Grants and Contributions:

Title:
Beyond estimation: broadening the dynamic treatment regime literature
Agreement Number:
RGPIN
Agreement Value:
$95,000.00
Agreement Date:
May 10, 2017 -
Organization:
Natural Sciences and Engineering Research Council of Canada
Location:
Ontario, CA
Reference Number:
GC-2017-Q1-01835
Agreement Type:
Grant
Report Type:
Grants and Contributions
Additional Information:

Grant or Award spanning more than one fiscal year. (2017-2018 to 2022-2023)

Recipient's Legal Name:
Wallace, Michael (University of Waterloo)
Program:
Discovery Grants Program - Individual
Program Purpose:

Dynamic treatment regimes are a statistical way of deciding what decisions to make. They originate in medicine, where tailoring treatments to individual patients - rather than prescribing the same drug to everyone with a particular disease - can lead to improved health. This is because the best treatment for two different patients may not be the same, such as older patients faring better than younger ones using a certain medication, or patients having varying degrees of tolerance to side-effects. By analyzing data we can find the best dynamic treatment regime for each patient: a set of rules that tell us the best treatment to prescribe at any given time based on an individual patient's characteristics. What's more, the potential of dynamic treatment regimes is not limited to medicine. In any situation where a sequence of decisions is made (such as steps in an engineering process, or decisions over time in a scientific experiment), we can analyze data to work out the best actions to take.

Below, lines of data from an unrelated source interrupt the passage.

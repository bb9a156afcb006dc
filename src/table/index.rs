use std::collections::BTreeMap;

use serde_json::Value;
use tracing::debug;

use crate::error::JsonltError;
use crate::format::{self, ParseProfile, decode_line, read_header};
use crate::key::{Key, KeySpec};
use crate::{Record, Result};

use super::cursor::FileCursor;

/// One live line in the materialized view.
#[derive(Debug, Clone)]
pub struct IndexEntry {
    /// Latest record for the key.
    pub record: Record,
    /// Byte offset of the producing line within the file.
    pub offset: u64,
}

/// Ordered materialized view of a table file, built by replaying it once.
///
/// Deleted keys are absent. Iterating `entries` yields canonical key order.
#[derive(Debug, Clone)]
pub struct Index {
    pub entries: BTreeMap<Key, IndexEntry>,
    /// Fingerprint of the file state this index was built from.
    pub cursor: FileCursor,
    /// Total line count, header included.
    pub lines: usize,
}

impl Index {
    /// Replay a whole file buffer into an index.
    ///
    /// `expected` pins the key specifier; `None` adopts the header's. The
    /// fold is deterministic: each record line sets its key, each tombstone
    /// removes it, latest line wins. Any failure cites the 1-based line
    /// number and leaves nothing half-built behind.
    pub fn replay(
        buf: &[u8],
        expected: Option<&KeySpec>,
        profile: ParseProfile,
        cursor: FileCursor,
    ) -> Result<(KeySpec, Index)> {
        let lines = split_lines(buf, 1)?;
        let Some(((_, header_bytes), records)) = lines.split_first() else {
            return Err(JsonltError::Parse {
                line: 1,
                message: "file has no header line".to_string(),
            });
        };

        let header = decode_line(header_bytes, profile).map_err(|e| e.at_line(1))?;
        let spec = read_header(&header, profile)?;
        if let Some(expected) = expected
            && *expected != spec
        {
            return Err(JsonltError::KeySpecMismatch {
                expected: expected.clone(),
                found: spec,
            });
        }

        let mut entries = BTreeMap::new();
        for (i, (offset, bytes)) in records.iter().enumerate() {
            let lineno = i + 2;
            match parse_record_line(bytes, &spec, profile).map_err(|e| e.at_line(lineno))? {
                LineKind::Record { key, record } => {
                    entries.insert(
                        key,
                        IndexEntry {
                            record,
                            offset: *offset,
                        },
                    );
                }
                LineKind::Tombstone { key } => {
                    entries.remove(&key);
                }
            }
        }

        debug!(lines = lines.len(), live = entries.len(), "replayed table file");
        Ok((
            spec,
            Index {
                entries,
                cursor,
                lines: lines.len(),
            },
        ))
    }
}

/// What one non-header line contributes to the materialized view.
enum LineKind {
    Record { key: Key, record: Record },
    Tombstone { key: Key },
}

/// Parse the lines appended after a snapshot and report the keys they
/// mutate, in file order. `first_line` is the 1-based number of the first
/// appended line.
pub fn scan_appended(
    buf: &[u8],
    spec: &KeySpec,
    profile: ParseProfile,
    first_line: usize,
) -> Result<Vec<Key>> {
    let lines = split_lines(buf, first_line)?;
    let mut keys = Vec::with_capacity(lines.len());
    for (i, (_, bytes)) in lines.iter().enumerate() {
        let kind = parse_record_line(bytes, spec, profile).map_err(|e| e.at_line(first_line + i))?;
        keys.push(match kind {
            LineKind::Record { key, .. } | LineKind::Tombstone { key } => key,
        });
    }
    Ok(keys)
}

/// Split a buffer into `(offset, line)` pairs, enforcing the no-blank-line
/// and trailing-newline invariants. `first_line` numbers the errors.
fn split_lines(buf: &[u8], first_line: usize) -> Result<Vec<(u64, &[u8])>> {
    let mut lines = Vec::new();
    let mut start = 0usize;
    for (pos, byte) in buf.iter().enumerate() {
        if *byte == b'\n' {
            let line = &buf[start..pos];
            if line.is_empty() {
                return Err(JsonltError::Parse {
                    line: first_line + lines.len(),
                    message: "blank line".to_string(),
                });
            }
            lines.push((start as u64, line));
            start = pos + 1;
        }
    }
    if start < buf.len() {
        return Err(JsonltError::Parse {
            line: first_line + lines.len(),
            message: "final line is not newline-terminated (truncated write?)".to_string(),
        });
    }
    Ok(lines)
}

fn parse_record_line(bytes: &[u8], spec: &KeySpec, profile: ParseProfile) -> Result<LineKind> {
    let mut object = decode_line(bytes, profile)?;

    if object.contains_key(format::HEADER_FIELD) {
        return Err(line_err("`$jsonlt` header outside line 1"));
    }

    let deleted = match object.get(format::DELETED_FIELD) {
        None => false,
        Some(Value::Bool(true)) => true,
        Some(other) => match profile {
            ParseProfile::Strict => {
                return Err(line_err(format!("`$deleted` must be true, found {other}")));
            }
            ParseProfile::Lenient => false,
        },
    };

    let unknown: Vec<String> = object
        .keys()
        .filter(|k| k.starts_with('$') && *k != format::DELETED_FIELD)
        .cloned()
        .collect();
    if !unknown.is_empty() {
        match profile {
            ParseProfile::Strict => {
                return Err(line_err(format!("unknown reserved field `{}`", unknown[0])));
            }
            ParseProfile::Lenient => {
                for name in unknown {
                    object.remove(&name);
                }
            }
        }
    }

    let key = spec
        .extract(&object)
        .map_err(|e| line_err(e.to_string()))?;

    if deleted {
        Ok(LineKind::Tombstone { key })
    } else {
        object.remove(format::DELETED_FIELD);
        Ok(LineKind::Record { key, record: object })
    }
}

fn line_err(message: impl Into<String>) -> JsonltError {
    JsonltError::Parse {
        line: 0,
        message: message.into(),
    }
}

Within statistics, dynamic treatment regimes have received considerable study over the last decade, seeing the development of many different approaches to finding the best sequence of decisions in any given setting. This research program will expand this area of statistics into new, exciting directions. It focuses on solving problems that, though important, remain largely unaddressed in this relatively young field. For example, when analyzing data, specialists take a broad guess at how different decisions might affect an outcome, before statistical analyses 'fill in the blanks'. So far, relatively little work has been done in checking how good these broad guesses are. Another problem is that in the real world data are often measured with error (think how precisely you might measure a piece of wood, or the accuracy of your car's fuel gauge); this can badly undermine our results, so work needs to be done to take this problem into account.

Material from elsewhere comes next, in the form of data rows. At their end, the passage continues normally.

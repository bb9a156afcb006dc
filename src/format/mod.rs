pub mod codec;
pub mod header;

// Re-export commonly used items
pub use codec::{ParseProfile, decode_line, encode_line};
pub use header::{FORMAT_VERSION, header_line, read_header, write_header};

/// Reserved top-level field carrying the header descriptor (line 1 only).
pub const HEADER_FIELD: &str = "$jsonlt";

/// Reserved top-level field marking a tombstone line.
pub const DELETED_FIELD: &str = "$deleted";
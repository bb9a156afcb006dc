mod cli;

use anyhow::Result;
use clap::Parser;
use cli::Cli;

fn main() -> Result<()> {
    jsonlt::logger::init_logger();

    let cli = Cli::parse();
    cli::run(cli)?;
    Ok(())
}
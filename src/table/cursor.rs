use std::fs::File;
use std::io;
use std::path::Path;
use std::time::SystemTime;

/// Compact file-identity fingerprint used to detect external mutation.
///
/// `(size, mtime)` come from file metadata and catch other processes
/// appending or rewriting. `generation` is a per-table counter bumped on
/// every local write, so a same-second rewrite that happens to preserve the
/// size is still caught when this process is the writer. Not bulletproof;
/// when in doubt, rebuild.
#[derive(Debug, Clone, Copy, PartialEq, Eq)]
pub struct FileCursor {
    pub size: u64,
    pub mtime: SystemTime,
    pub generation: u64,
}

impl FileCursor {
    pub fn capture(file: &File, generation: u64) -> io::Result<Self> {
        let meta = file.metadata()?;
        Ok(Self {
            size: meta.len(),
            mtime: meta.modified()?,
            generation,
        })
    }

    pub fn capture_path(path: &Path, generation: u64) -> io::Result<Self> {
        let meta = std::fs::metadata(path)?;
        Ok(Self {
            size: meta.len(),
            mtime: meta.modified()?,
            generation,
        })
    }

    /// True when `current` no longer matches this fingerprint.
    pub fn is_stale(&self, current: &FileCursor) -> bool {
        self.size != current.size
            || self.mtime != current.mtime
            || self.generation != current.generation
    }
}
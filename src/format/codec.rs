use serde::de::{self, DeserializeSeed, MapAccess, Visitor};
use serde_json::Value;

use crate::error::JsonltError;
use crate::key::value::json_type;
use crate::{Record, Result};

/// Parser strictness toward duplicate keys and unknown reserved fields.
///
/// Output is always strict; the profile only governs what a reader accepts.
#[derive(Debug, Clone, Copy, PartialEq, Eq, Default)]
pub enum ParseProfile {
    /// Reject duplicate keys within a line and unknown `$`-prefixed names.
    #[default]
    Strict,
    /// Accept and ignore unknown reserved fields; the last duplicate wins.
    Lenient,
}

/// Encode one object as a canonical line: UTF-8, object keys sorted, no
/// insignificant whitespace, terminated by `\n`.
///
/// Sorting comes for free: `serde_json`'s map type is backed by a BTreeMap,
/// and any control character inside a string value is escaped, so the
/// emitted line can never contain a literal newline.
pub fn encode_line(record: &Record) -> Result<String> {
    let mut line = serde_json::to_string(record)
        .map_err(|e| JsonltError::InvalidRecord(e.to_string()))?;
    line.push('\n');
    Ok(line)
}

/// Decode one line into a JSON object.
///
/// The bytes must be UTF-8, contain no newline, and hold exactly one JSON
/// object. Errors here carry no position; callers attach the line number.
pub fn decode_line(bytes: &[u8], profile: ParseProfile) -> Result<Record> {
    let text = std::str::from_utf8(bytes).map_err(|_| parse_err("line is not valid UTF-8"))?;
    if text.contains('\n') {
        return Err(parse_err("line contains an embedded newline"));
    }
    match profile {
        ParseProfile::Strict => {
            let mut de = serde_json::Deserializer::from_str(text);
            let record = DedupObject
                .deserialize(&mut de)
                .map_err(|e| parse_err(e.to_string()))?;
            de.end()
                .map_err(|_| parse_err("trailing data after the JSON object"))?;
            Ok(record)
        }
        ParseProfile::Lenient => {
            let value: Value =
                serde_json::from_str(text).map_err(|e| parse_err(e.to_string()))?;
            match value {
                Value::Object(record) => Ok(record),
                other => Err(parse_err(format!(
                    "expected a JSON object, found {}",
                    json_type(&other)
                ))),
            }
        }
    }
}

fn parse_err(message: impl Into<String>) -> JsonltError {
    JsonltError::Parse {
        line: 0,
        message: message.into(),
    }
}

/// Map visitor that fails on duplicate keys instead of silently keeping the
/// last occurrence.
struct DedupObject;

impl<'de> DeserializeSeed<'de> for DedupObject {
    type Value = Record;

    fn deserialize<D>(self, deserializer: D) -> std::result::Result<Self::Value, D::Error>
    where
        D: serde::Deserializer<'de>,
    {
        deserializer.deserialize_map(self)
    }
}

impl<'de> Visitor<'de> for DedupObject {
    type Value = Record;

    fn expecting(&self, f: &mut std::fmt::Formatter<'_>) -> std::fmt::Result {
        f.write_str("a JSON object")
    }

    fn visit_map<A>(self, mut access: A) -> std::result::Result<Self::Value, A::Error>
    where
        A: MapAccess<'de>,
    {
        let mut record = Record::new();
        while let Some((name, value)) = access.next_entry::<String, Value>()? {
            if record.insert(name.clone(), value).is_some() {
                return Err(de::Error::custom(format!(
                    "duplicate key `{name}` within one line"
                )));
            }
        }
        Ok(record)
    }
}
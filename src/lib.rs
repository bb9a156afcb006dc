//! Append-only, keyed-record tables over line-delimited JSON.
//!
//! One JSON object per line: a `$jsonlt` header on line 1 declaring the key
//! specifier, then records and tombstones. Later lines supersede earlier
//! lines with the same key, so version-control diffs show only what was
//! appended while readers materialize the current state by replaying the
//! file. Concurrent processes coordinate through cooperative whole-file
//! locks; [`Transaction`] adds snapshot isolation with optimistic write
//! conflict detection on top.

pub mod error;
pub mod format;
pub mod key;
pub mod logger;
pub mod table;
pub mod txn;

// Re-export commonly used types
pub use error::{JsonltError, Result};
pub use format::ParseProfile;
pub use key::{Key, KeyScalar, KeySpec};
pub use table::{Table, TableOptions};
pub use txn::Transaction;

/// A stored record: one dynamic JSON object, emitted with sorted keys.
pub type Record = serde_json::Map<String, serde_json::Value>;
use std::path::PathBuf;
use std::time::Duration;
use thiserror::Error;

use crate::key::{Key, KeySpec};

#[derive(Error, Debug)]
pub enum JsonltError {
    /// Malformed file: bad header, invalid JSON, blank line, truncated
    /// write, missing key fields. Line numbers are 1-based.
    #[error("parse error at line {line}: {message}")]
    Parse { line: usize, message: String },

    #[error("invalid key: {0}")]
    InvalidKey(String),

    #[error("invalid record: {0}")]
    InvalidRecord(String),

    #[error("io error: {0}")]
    Io(#[from] std::io::Error),

    #[error("could not acquire file lock within {0:?}")]
    LockTimeout(Duration),

    #[error("encoded line is {size} bytes, over the {max} byte limit")]
    LineTooLong { size: usize, max: usize },

    #[error("write would grow the file to {size} bytes, over the {max} byte limit")]
    FileTooLarge { size: u64, max: u64 },

    #[error("transaction is not active: {0}")]
    TransactionState(String),

    /// Commit aborted: the key was mutated on disk after the snapshot.
    #[error("write conflict on key {key}")]
    Conflict { key: Key },

    #[error("key not found: {0}")]
    MissingKey(Key),

    #[error("file already has content: {}", .0.display())]
    FileExists(PathBuf),

    #[error("key specifier mismatch: file declares {found}, caller expected {expected}")]
    KeySpecMismatch { expected: KeySpec, found: KeySpec },
}

impl JsonltError {
    /// Attach a 1-based line number to a position-less parse error.
    pub(crate) fn at_line(self, line: usize) -> Self {
        match self {
            JsonltError::Parse { message, .. } => JsonltError::Parse { line, message },
            other => other,
        }
    }
}

/// Result type for the jsonlt crate
pub type Result<T> = std::result::Result<T, JsonltError>;
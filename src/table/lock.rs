use std::fs::File;
use std::time::{Duration, Instant};

use fs2::FileExt;

use crate::Result;
use crate::error::JsonltError;

const RETRY_INTERVAL: Duration = Duration::from_millis(10);

#[derive(Debug, Clone, Copy, PartialEq, Eq)]
enum LockMode {
    Shared,
    Exclusive,
}

/// Guard over a whole-file advisory lock, released on drop.
///
/// # Concurrency Strategy
/// The lock is cooperative: it coordinates processes that also take it, and
/// nothing else. Multiple shared holders coexist; an exclusive holder
/// excludes everyone. All file I/O goes through the locked handle so the
/// bytes read or written are the ones the lock covers.
#[derive(Debug)]
pub struct FileLock {
    file: File,
}

impl FileLock {
    /// Acquire a shared lock, blocking, or polling until `deadline` expires.
    pub fn shared(file: File, deadline: Option<Duration>) -> Result<Self> {
        Self::acquire(file, LockMode::Shared, deadline)
    }

    /// Acquire an exclusive lock, blocking, or polling until `deadline`
    /// expires.
    pub fn exclusive(file: File, deadline: Option<Duration>) -> Result<Self> {
        Self::acquire(file, LockMode::Exclusive, deadline)
    }

    fn acquire(file: File, mode: LockMode, deadline: Option<Duration>) -> Result<Self> {
        let Some(limit) = deadline else {
            match mode {
                LockMode::Shared => FileExt::lock_shared(&file)?,
                LockMode::Exclusive => FileExt::lock_exclusive(&file)?,
            }
            return Ok(Self { file });
        };

        let started = Instant::now();
        loop {
            let attempt = match mode {
                LockMode::Shared => FileExt::try_lock_shared(&file),
                LockMode::Exclusive => FileExt::try_lock_exclusive(&file),
            };
            match attempt {
                Ok(()) => return Ok(Self { file }),
                Err(e) if e.kind() == fs2::lock_contended_error().kind() => {
                    if started.elapsed() >= limit {
                        return Err(JsonltError::LockTimeout(limit));
                    }
                    std::thread::sleep(RETRY_INTERVAL.min(limit));
                }
                Err(e) => return Err(e.into()),
            }
        }
    }

    pub fn file(&self) -> &File {
        &self.file
    }

    pub fn file_mut(&mut self) -> &mut File {
        &mut self.file
    }
}

impl Drop for FileLock {
    fn drop(&mut self) {
        // Best effort; the OS releases the lock with the descriptor anyway.
        let _ = FileExt::unlock(&self.file);
    }
}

This research will have impact within statistics as well as the wider research community. For the former, it will address important theoretical problems while forming new links between different areas of statistics (which in turn will advance the field as a whole). Beyond statistics, though seemingly specialized, this work has wide-reaching potential in decision-making processes. By rapidly expanding the contexts where dynamic treatment regimes can be applied, researchers from different specialties will find more opportunities to use - and benefit from - these methods. Finally, this program will see the training of numerous highly qualified individuals, who will go on to provide important contributions of their own, be it to statistics, the wider scientific community, industry, or Canada as a whole.